But now, three years later, things seem to have changed. On Tuesday, mun2 announced to nary a peep that Jenni Rivera‘s reality series would in fact air, despite her death just two months before. (As for footage of Rivera’s family grieving following her death? mun2 has got you covered!) And on Friday, the producer of a South African reality series featuring Reeva Steenkamp — Olympian Oscar Pistorius‘ girlfriend who was murdered on Thursday — would still air, despite the fact that the model’s uncle said watching the episode would be “traumatic” for the family.
“Reeva was an intelligent, beautiful, and amazing woman, and we feel it would be an injustice to keep that unknown from those who did not know her personally,” Tropika Island of Treasure 5 producer Samantha Moon said in a statement. “Every episode that she is in, every frame that she so ably dominates — shines with her light and her laughter echoes in every conversation, and we want to share these special memories with the rest of South Africa.”
Moon is correct that she’ll get to opportunity to share her memories with the whole country — after all, it’s hard to imagine audiences won’t tune in to see Steenkamp when her death, which Pistorius has been charged with, is still leading headlines around the world.
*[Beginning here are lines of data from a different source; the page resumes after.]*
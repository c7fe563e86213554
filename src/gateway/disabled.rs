//! Degraded-mode gateway used when no model credential is configured

use super::ModelGateway;
use crate::error::Result;
use async_trait::async_trait;
use tracing::debug;

/// Fixed reply of the disabled gateway
pub const DISABLED_MESSAGE: &str = "[AI evaluation disabled] OPENAI_API_KEY is not set. \
Configure the credential to enable live evaluations.";

/// Gateway that never touches the network and never fails
#[derive(Debug, Clone, Copy, Default)]
pub struct DisabledGateway;

#[async_trait]
impl ModelGateway for DisabledGateway {
    async fn complete(&self, _content: &str, _instruction: &str) -> Result<String> {
        debug!("Disabled gateway invoked, returning fixed message");
        Ok(DISABLED_MESSAGE.to_string())
    }

    fn name(&self) -> &'static str {
        "disabled"
    }
}
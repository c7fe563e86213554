//! reposcore - LLM-backed repository quality evaluation
//!
//! Turns already-extracted repository text into a structured evaluation
//! (summary, strengths, improvements, four 0-25 sub-scores) by asking a
//! language model, validating its answer, and appending the result to an
//! immutable per-repository history.
//!
//! # Architecture
//!
//! - **Gateway**: [`ModelGateway`] with a live OpenAI variant and a disabled
//!   variant selected once from configuration
//! - **Evaluation**: the response parser and the [`EvaluationService`]
//!   orchestrator
//! - **Storage**: the append-only [`HistoryStore`] (libSQL or in-memory)
//! - **API**: axum routes over the orchestrator
//!
//! # Example
//!
//! ```ignore
//! use reposcore_core::{gateway, EvaluationService, InMemoryHistoryStore, Settings};
//! use std::sync::Arc;
//!
//! #[tokio::main]
//! async fn main() -> reposcore_core::Result<()> {
//!     let mut settings = Settings::load(None)?;
//!     let gateway = gateway::select(settings.api_key.take(), &settings.gateway)?;
//!     let service = EvaluationService::new(gateway, Arc::new(InMemoryHistoryStore::new()));
//!
//!     let repo = service.register_repository("https://github.com/acme/widgets").await?;
//!     let record = service
//!         .evaluate_and_persist(repo, "README: ...", reposcore_core::DEFAULT_INSTRUCTION)
//!         .await?;
//!     println!("{} / 100", record.total_score());
//!     Ok(())
//! }
//! ```

pub mod api;
pub mod config;
pub mod error;
pub mod evaluation;
pub mod gateway;
pub mod storage;
pub mod types;

// Re-export commonly used types
pub use config::Settings;
pub use error::{ErrorKind, ReposcoreError, Result};
pub use evaluation::{instruction_or_default, parse, EvaluationService, DEFAULT_INSTRUCTION};
pub use gateway::{DisabledGateway, ModelGateway, OpenAiGateway};
pub use storage::{ConnectionMode, HistoryStore, InMemoryHistoryStore, LibsqlHistoryStore};
pub use types::{
    AnalysisId, AnalysisRecord, AnalysisRecordDraft, AnalysisVersion, EvaluationResult,
    RepositoryId, ScoreField, Scores, MAX_SUB_SCORE,
};
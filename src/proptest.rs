//! Strategies for generating random integrands.
use crate::expr::{ExprArena, NodeId};
use ::proptest::prelude::*;
use weakform_deriv::FunctionId;

/// A blueprint of an expression, built into an arena with [`ExprRecipe::build`].
#[derive(Debug, Clone, PartialEq)]
pub enum ExprRecipe {
    Constant(f64),
    Coordinate(usize),
    /// The unknown evaluated at the discrete function.
    LinearizedUnknown,
    /// The unknown evaluated at zero.
    Unknown,
    Test,
    Discrete,
    Diff(usize, Box<ExprRecipe>),
    Sum(Vec<ExprRecipe>),
    Neg(Box<ExprRecipe>),
    Product(Box<ExprRecipe>, Box<ExprRecipe>),
    Exp(Box<ExprRecipe>),
}

/// The functions that leaves of an [`ExprRecipe`] refer to.
#[derive(Debug, Copy, Clone)]
pub struct RecipeFunctions {
    pub linearized_unknown: NodeId,
    pub unknown: NodeId,
    pub test: NodeId,
    pub discrete: NodeId,
}

impl RecipeFunctions {
    pub const LINEARIZED_UNKNOWN: FunctionId = FunctionId(0);
    pub const UNKNOWN: FunctionId = FunctionId(1);
    pub const TEST: FunctionId = FunctionId(2);
    pub const DISCRETE: FunctionId = FunctionId(3);

    /// Registers the functions in a fresh two-dimensional arena.
    pub fn new_arena() -> (ExprArena, Self) {
        let mut arena = ExprArena::new(2);
        let discrete = arena.discrete_function("u0", Self::DISCRETE);
        let linearized_unknown = arena.unknown_function_at("u", Self::LINEARIZED_UNKNOWN, discrete);
        let unknown = arena.unknown_function("w", Self::UNKNOWN);
        let test = arena.test_function("v", Self::TEST);
        let functions = Self {
            linearized_unknown,
            unknown,
            test,
            discrete,
        };
        (arena, functions)
    }
}

impl ExprRecipe {
    pub fn build(&self, arena: &mut ExprArena, functions: &RecipeFunctions) -> NodeId {
        match self {
            ExprRecipe::Constant(c) => arena.constant(*c),
            ExprRecipe::Coordinate(direction) => arena.coordinate(*direction),
            ExprRecipe::LinearizedUnknown => functions.linearized_unknown,
            ExprRecipe::Unknown => functions.unknown,
            ExprRecipe::Test => functions.test,
            ExprRecipe::Discrete => functions.discrete,
            ExprRecipe::Diff(direction, arg) => {
                let arg = arg.build(arena, functions);
                arena.diff(*direction, arg)
            }
            ExprRecipe::Sum(terms) => {
                let terms: Vec<_> = terms
                    .iter()
                    .map(|term| term.build(arena, functions))
                    .collect();
                arena.sum(&terms)
            }
            ExprRecipe::Neg(arg) => {
                let arg = arg.build(arena, functions);
                arena.neg(arg)
            }
            ExprRecipe::Product(a, b) => {
                let a = a.build(arena, functions);
                let b = b.build(arena, functions);
                arena.mul(a, b)
            }
            ExprRecipe::Exp(arg) => {
                let arg = arg.build(arena, functions);
                arena.exp(arg)
            }
        }
    }
}

fn leaf() -> impl Strategy<Value = ExprRecipe> {
    prop_oneof![
        prop_oneof![Just(0.0), Just(2.0)].prop_map(ExprRecipe::Constant),
        (0..2usize).prop_map(ExprRecipe::Coordinate),
        Just(ExprRecipe::LinearizedUnknown),
        Just(ExprRecipe::Unknown),
        Just(ExprRecipe::Test),
        Just(ExprRecipe::Discrete),
    ]
}

/// Random expressions in the functions of [`RecipeFunctions`].
pub fn expr_recipe() -> impl Strategy<Value = ExprRecipe> {
    leaf().prop_recursive(4, 24, 3, |inner| {
        prop_oneof![
            ((0..2usize), inner.clone()).prop_map(|(direction, arg)| ExprRecipe::Diff(direction, Box::new(arg))),
            prop::collection::vec(inner.clone(), 1..=3).prop_map(ExprRecipe::Sum),
            inner
                .clone()
                .prop_map(|arg| ExprRecipe::Neg(Box::new(arg))),
            (inner.clone(), inner.clone()).prop_map(|(a, b)| ExprRecipe::Product(Box::new(a), Box::new(b))),
            inner.prop_map(|arg| ExprRecipe::Exp(Box::new(arg))),
        ]
    })
}
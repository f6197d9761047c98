//! Determination of nonzero, required, constant and variable derivative sets.
//!
//! For every expression node, order and [`EvalContext`] a [`SparsitySession`] knows four sets of
//! multiple derivatives:
//!
//! - W, the derivatives that are not identically zero. W depends only on the expression.
//! - R, the derivatives some consumer actually needs. R is determined top-down by
//!   [`SparsitySession::determine_r`], starting from the roots of the integrands.
//! - V, the required derivatives that vary over the integration domain.
//! - C, the required derivatives that are constant over the integration domain.
//!
//! C and V partition R, and R is a subset of W. All sets are memoized, so repeated queries return
//! the very same shared set.
use crate::context::{ContextId, EvalContext};
use crate::error::SparsityError;
use crate::expr::{ExprArena, NodeId};
use crate::settings::Verbosity;
use log::{debug, trace};
use rustc_hash::FxHashMap;
use std::collections::{BTreeMap, BTreeSet};
use std::rc::Rc;
use weakform_deriv::{DerivSet, FunctionId, MultiIndex};

mod diff_op;
mod memo;
mod rules;
mod superset;

pub use diff_op::{shift_multi_indices, spatial_coordinate_set, zero_eval_shift};
pub use memo::SubsetKind;
pub use superset::*;

use memo::{MemoKey, MemoTable};

/// The highest derivative order tracked by the analysis.
pub const MAX_ORDER: usize = 3;

/// The highest derivative order supported across a spatial derivative node.
pub const DIFF_OP_MAX_ORDER: usize = 2;

pub struct SparsitySession<'a> {
    arena: &'a ExprArena,
    memo: MemoTable,
    evaluators: FxHashMap<(NodeId, ContextId), Rc<Evaluator>>,
    multi_index_requests: BTreeMap<FunctionId, BTreeSet<MultiIndex>>,
}

impl<'a> SparsitySession<'a> {
    pub fn new(arena: &'a ExprArena) -> Self {
        Self {
            arena,
            memo: MemoTable::default(),
            evaluators: FxHashMap::default(),
            multi_index_requests: BTreeMap::new(),
        }
    }

    pub fn arena(&self) -> &'a ExprArena {
        self.arena
    }

    /// The number of memoized derivative sets.
    pub fn num_memoized_sets(&self) -> usize {
        self.memo.len()
    }

    /// The multi-indices at which spatial derivatives of the given discrete function are needed.
    pub fn required_multi_indices(&self, discrete: FunctionId) -> Option<&BTreeSet<MultiIndex>> {
        self.multi_index_requests.get(&discrete)
    }

    pub fn multi_index_requests(&self) -> &BTreeMap<FunctionId, BTreeSet<MultiIndex>> {
        &self.multi_index_requests
    }

    pub(crate) fn request_multi_index(&mut self, discrete: FunctionId, mi: MultiIndex) {
        self.multi_index_requests
            .entry(discrete)
            .or_default()
            .insert(mi);
    }

    fn find_memoized(
        &mut self,
        kind: SubsetKind,
        node: NodeId,
        order: usize,
        ctx: &EvalContext,
        compute: impl FnOnce(&mut Self) -> Result<DerivSet, SparsityError>,
    ) -> Result<Rc<DerivSet>, SparsityError> {
        let key = MemoKey {
            node,
            kind,
            order,
            context: ctx.id(),
        };
        if let Some(set) = self.memo.get(&key) {
            return Ok(set);
        }

        let set = if order > MAX_ORDER {
            DerivSet::new()
        } else {
            compute(self)?
        };
        if ctx.logs(Verbosity::High) {
            trace!(
                "{:?}[{}] of {} in {}: {}",
                kind,
                order,
                self.arena.display(node),
                ctx,
                set
            );
        }
        Ok(self.memo.insert(key, set))
    }

    /// The nonzero derivatives of the given order.
    pub fn find_w(&mut self, node: NodeId, order: usize, ctx: &EvalContext) -> Result<Rc<DerivSet>, SparsityError> {
        self.find_memoized(SubsetKind::W, node, order, ctx, |session| {
            session.compute_w(node, order, ctx)
        })
    }

    /// The required derivatives that vary over the integration domain.
    ///
    /// Requires the required set of `node` to have been determined for the context.
    pub fn find_v(&mut self, node: NodeId, order: usize, ctx: &EvalContext) -> Result<Rc<DerivSet>, SparsityError> {
        self.find_memoized(SubsetKind::V, node, order, ctx, |session| {
            let required = session.find_r(node, order, ctx)?;
            let variable = session.compute_v(node, order, ctx)?;
            Ok(variable.intersection(&required))
        })
    }

    /// The required derivatives that are constant over the integration domain.
    ///
    /// Requires the required set of `node` to have been determined for the context.
    pub fn find_c(&mut self, node: NodeId, order: usize, ctx: &EvalContext) -> Result<Rc<DerivSet>, SparsityError> {
        self.find_memoized(SubsetKind::C, node, order, ctx, |session| {
            let required = session.find_r(node, order, ctx)?;
            let variable = session.find_v(node, order, ctx)?;
            Ok(required.difference(&variable))
        })
    }

    /// The required derivatives of the given order.
    ///
    /// Returns an error if [`determine_r`](Self::determine_r) has not yet been invoked for `node`
    /// in the context.
    pub fn find_r(&mut self, node: NodeId, order: usize, ctx: &EvalContext) -> Result<Rc<DerivSet>, SparsityError> {
        if !self.memo.is_ready(node, ctx.id()) {
            return Err(SparsityError::RequiredSetNotReady {
                expr: self.arena.display(node).to_string(),
                context: ctx.to_string(),
            });
        }
        Ok(self.memo.required(node, order, ctx.id()))
    }

    pub fn find_w_all(&mut self, node: NodeId, ctx: &EvalContext) -> Result<Vec<Rc<DerivSet>>, SparsityError> {
        (0..=MAX_ORDER)
            .map(|order| self.find_w(node, order, ctx))
            .collect()
    }

    pub fn find_r_all(&mut self, node: NodeId, ctx: &EvalContext) -> Result<Vec<Rc<DerivSet>>, SparsityError> {
        (0..=MAX_ORDER)
            .map(|order| self.find_r(node, order, ctx))
            .collect()
    }

    pub fn find_c_all(&mut self, node: NodeId, ctx: &EvalContext) -> Result<Vec<Rc<DerivSet>>, SparsityError> {
        (0..=MAX_ORDER)
            .map(|order| self.find_c(node, order, ctx))
            .collect()
    }

    pub fn find_v_all(&mut self, node: NodeId, ctx: &EvalContext) -> Result<Vec<Rc<DerivSet>>, SparsityError> {
        (0..=MAX_ORDER)
            .map(|order| self.find_v(node, order, ctx))
            .collect()
    }

    /// Adds the derivatives in `r_input` to the required set of `node` and propagates the demand
    /// to its descendants.
    ///
    /// `r_input[n]` holds the order-`n` derivatives a parent (or the consumer, for a root) needs.
    /// Only those that are also nonzero are added. Repeated calls merge, so the required set only
    /// ever grows. Input that was already propagated from `node` is not propagated again, so a
    /// subexpression shared by many parents is visited once per new demand.
    ///
    /// Growing a required set after its constant or variable subset was queried is an error. The
    /// required set of `node` is then left unchanged, but descendants visited before the failing
    /// one may already hold the enlarged sets, and the session should be discarded.
    pub fn determine_r(&mut self, node: NodeId, ctx: &EvalContext, r_input: &[DerivSet]) -> Result<(), SparsityError> {
        let fresh = match self.memo.unpropagated(node, ctx.id(), r_input) {
            Some(fresh) => fresh,
            None => return Ok(()),
        };
        if ctx.logs(Verbosity::Medium) {
            debug!(
                "Determining required set of {} in {} from input [{}]",
                self.arena.display(node),
                ctx,
                itertools::join(&fresh, ", ")
            );
        }

        let mut addition = Vec::with_capacity(fresh.len());
        for (order, input) in fresh.iter().enumerate() {
            let nonzero = self.find_w(node, order, ctx)?;
            let set = input.intersection(&nonzero);
            if self.memo.is_classified(node, order, ctx.id()) && self.memo.grows_required(node, order, ctx.id(), &set) {
                return Err(SparsityError::RequiredSetGrewAfterClassification {
                    expr: self.arena.display(node).to_string(),
                    context: ctx.to_string(),
                    order,
                });
            }
            addition.push(set);
        }

        self.determine_children_r(node, ctx, &fresh, &addition)?;

        for (order, set) in addition.iter().enumerate() {
            self.memo.merge_required(node, order, ctx.id(), set);
        }
        self.memo.record_propagated(node, ctx.id(), &fresh);
        self.memo.mark_ready(node, ctx.id());
        Ok(())
    }

    /// All required derivatives of `node`, tagged as constant or variable.
    pub fn sparsity_superset(&mut self, node: NodeId, ctx: &EvalContext) -> Result<SparsitySuperset, SparsityError> {
        let mut superset = SparsitySuperset::new();
        for order in 0..=MAX_ORDER {
            for md in self.find_c(node, order, ctx)?.iter() {
                superset.insert(md.clone(), DerivState::Constant);
            }
            for md in self.find_v(node, order, ctx)?.iter() {
                superset.insert(md.clone(), DerivState::Variable);
            }
        }
        Ok(superset)
    }

    /// Selects evaluators for `node` and all of its descendants.
    ///
    /// Expressions without required derivatives get [`Evaluator::Null`]. Evaluators are cached per
    /// node and context, so shared subexpressions share their evaluator.
    pub fn setup_eval(&mut self, node: NodeId, ctx: &EvalContext) -> Result<Rc<Evaluator>, SparsityError> {
        if let Some(evaluator) = self.evaluators.get(&(node, ctx.id())) {
            return Ok(Rc::clone(evaluator));
        }

        let arena = self.arena;
        let children = arena
            .children(node)
            .iter()
            .map(|&child| self.setup_eval(child, ctx))
            .collect::<Result<Vec<_>, _>>()?;
        let superset = self.sparsity_superset(node, ctx)?;
        let evaluator = if superset.is_empty() {
            Evaluator::Null
        } else {
            Evaluator::Active {
                node,
                superset,
                children,
            }
        };

        let evaluator = Rc::new(evaluator);
        self.evaluators
            .insert((node, ctx.id()), Rc::clone(&evaluator));
        Ok(evaluator)
    }
}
And that’s exactly what this is — producers can shroud the episode in faux empathy, promising to deliver a loving tribute, but it’s clear the ratings impact will be higher than the emotional impact.
But, strangely, no one seems to care. (Even if some are rightly upset over The Sun‘s sexy cover shot of the late model.) It’s true that watching someone who’s been killed on television is different than watching someone who’s killed, but something has changed since Vh1 stepped into a news story it wanted nothing to do with. No one is crying foul.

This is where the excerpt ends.